You can replace the pecans with just about any nut — such as pinenuts, almonds or cashews — and get an equally delicious result, or use a variety for a more interesting dessert. Some dough will be left over, so you can bake a few cookies alongside the tart.
1 (18-ounce) log refrigerator sugar-cookie dough
1/2 cup (1 stick) unsalted butter
1/2 cup (packed) golden brown sugar
1/4 cup dark corn syrup
2 tablespoons whipping cream
2 cups pecans (about 8 ounces) or combination of nuts
Preheat oven to 350 degrees. Cut cookie log crosswise into 3 equal pieces. Press 2 pieces of dough evenly into 9-inch-diameter tart pan with removable bottom (reserve remaining dough for another use). Bake tart crust 12 minutes. Using back of fork, press down bottom of crust, if necessary. Bake until golden brown, about 3 minutes longer. Transfer to rack.
Stir butter, sugar and corn syrup in heavy medium saucepan over low heat until sugar dissolves. Increase heat to medium and boil 1 minute. Mix in cream, then pecans. Boil until mixture thickens, stirring occasionally, about 4 minutes.

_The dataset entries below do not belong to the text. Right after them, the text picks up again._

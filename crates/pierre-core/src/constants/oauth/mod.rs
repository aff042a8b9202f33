// ABOUTME: OAuth-related constants and configuration values
// ABOUTME: Includes provider identifiers and OAuth configuration defaults
//
// SPDX-License-Identifier: MIT OR Apache-2.0
// Copyright (c) 2025 Pierre Fitness Intelligence

//! OAuth constants module

/// OAuth provider constants
pub mod providers;

// Re-export for easier access

/// Re-export all OAuth provider constants
pub use providers::*;
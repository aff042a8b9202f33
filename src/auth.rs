// ABOUTME: JWT-based user authentication with access/refresh token scopes
// ABOUTME: Token generation and validation, bcrypt hashing, password strength rules
//
// SPDX-License-Identifier: MIT OR Apache-2.0
// Copyright (c) 2026 Echo Platform

//! # Authentication
//!
//! HS256 JWT tokens with two scopes: short-lived `access_token` and
//! long-lived `refresh_token`. The subject is the username; scope mismatch
//! is rejected at validation time so a refresh token can never be used to
//! call an authenticated endpoint directly.

use chrono::{Duration, Utc};
use jsonwebtoken::{decode, encode, Algorithm, DecodingKey, EncodingKey, Header, Validation};
use serde::{Deserialize, Serialize};

use echo_core::{AppError, AppResult};

/// Scope claim for access tokens
pub const SCOPE_ACCESS: &str = "access_token";

/// Scope claim for refresh tokens
pub const SCOPE_REFRESH: &str = "refresh_token";

/// Special characters accepted by the password strength rules
const PASSWORD_SPECIAL_CHARS: &str = "!@#$%^&*(),.?\":{}|<>";

/// JWT claims for user authentication
#[derive(Debug, Serialize, Deserialize)]
pub struct Claims {
    /// Username the token was issued to
    pub sub: String,
    /// Token scope (access or refresh)
    pub scope: String,
    /// Issued-at timestamp
    pub iat: i64,
    /// Expiration timestamp
    pub exp: i64,
}

/// Authentication manager for JWT tokens and password handling
#[derive(Clone)]
pub struct AuthManager {
    secret: String,
    access_expiry_minutes: i64,
    refresh_expiry_days: i64,
}

impl AuthManager {
    /// Create a new authentication manager
    #[must_use]
    pub const fn new(secret: String, access_expiry_minutes: i64, refresh_expiry_days: i64) -> Self {
        Self {
            secret,
            access_expiry_minutes,
            refresh_expiry_days,
        }
    }

    fn create_token(&self, subject: &str, scope: &str, lifetime: Duration) -> AppResult<String> {
        let now = Utc::now();
        let claims = Claims {
            sub: subject.to_owned(),
            scope: scope.to_owned(),
            iat: now.timestamp(),
            exp: (now + lifetime).timestamp(),
        };

        encode(
            &Header::new(Algorithm::HS256),
            &claims,
            &EncodingKey::from_secret(self.secret.as_bytes()),
        )
        .map_err(|e| AppError::internal(format!("Failed to encode token: {e}")))
    }

    /// Issue a short-lived access token for a user
    ///
    /// # Errors
    ///
    /// Returns an error if token encoding fails.
    pub fn generate_access_token(&self, username: &str) -> AppResult<String> {
        self.create_token(
            username,
            SCOPE_ACCESS,
            Duration::minutes(self.access_expiry_minutes),
        )
    }

    /// Issue a long-lived refresh token for a user
    ///
    /// # Errors
    ///
    /// Returns an error if token encoding fails.
    pub fn generate_refresh_token(&self, username: &str) -> AppResult<String> {
        self.create_token(
            username,
            SCOPE_REFRESH,
            Duration::days(self.refresh_expiry_days),
        )
    }

    /// Validate a token and return its subject
    ///
    /// # Errors
    ///
    /// Returns `AuthExpired` for expired tokens, `AuthInvalid` for a wrong
    /// scope, bad signature, or malformed token.
    pub fn validate_token(&self, token: &str, expected_scope: &str) -> AppResult<String> {
        let validation = Validation::new(Algorithm::HS256);
        let data = decode::<Claims>(
            token,
            &DecodingKey::from_secret(self.secret.as_bytes()),
            &validation,
        )
        .map_err(|e| match e.kind() {
            jsonwebtoken::errors::ErrorKind::ExpiredSignature => AppError::auth_expired(),
            _ => AppError::auth_invalid(format!("Token could not be verified: {e}")),
        })?;

        if data.claims.scope != expected_scope {
            return Err(AppError::auth_invalid("Wrong token type"));
        }
        if data.claims.sub.is_empty() {
            return Err(AppError::auth_invalid("Token carries no subject"));
        }

        Ok(data.claims.sub)
    }

    /// Hash a password with bcrypt
    ///
    /// # Errors
    ///
    /// Returns an error if hashing fails.
    pub fn hash_password(password: &str) -> AppResult<String> {
        bcrypt::hash(password, bcrypt::DEFAULT_COST)
            .map_err(|e| AppError::internal(format!("Failed to hash password: {e}")))
    }

    /// Verify a password against its bcrypt hash
    ///
    /// # Errors
    ///
    /// Returns an error if the hash is malformed.
    pub fn verify_password(password: &str, hash: &str) -> AppResult<bool> {
        bcrypt::verify(password, hash)
            .map_err(|e| AppError::internal(format!("Failed to verify password: {e}")))
    }

    /// Enforce the platform's password strength rules
    ///
    /// # Errors
    ///
    /// Returns `InvalidInput` naming the first unmet rule.
    pub fn validate_password_strength(password: &str) -> AppResult<()> {
        if password.len() < 8 {
            return Err(AppError::invalid_input(
                "Password must be at least 8 characters long",
            ));
        }
        if !password.chars().any(char::is_uppercase) {
            return Err(AppError::invalid_input(
                "Password must contain at least one uppercase letter",
            ));
        }
        if !password.chars().any(char::is_lowercase) {
            return Err(AppError::invalid_input(
                "Password must contain at least one lowercase letter",
            ));
        }
        if !password.chars().any(|c| c.is_ascii_digit()) {
            return Err(AppError::invalid_input(
                "Password must contain at least one digit",
            ));
        }
        if !password.chars().any(|c| PASSWORD_SPECIAL_CHARS.contains(c)) {
            return Err(AppError::invalid_input(
                "Password must contain at least one special character",
            ));
        }
        Ok(())
    }
}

Spoon filling into warm crust.
Bake tart until filling is bubbling and color deepens slightly, about 10 minutes. Transfer tart to rack and cool completely. Serves 8.
Per serving: 659 calories; 45 g fat (13 g saturated fat; 61 percent calories from fat); 64 g carbohydrates; 56 mg cholesterol; 290 mg sodium; 5 g protein; 2.5 g fiber.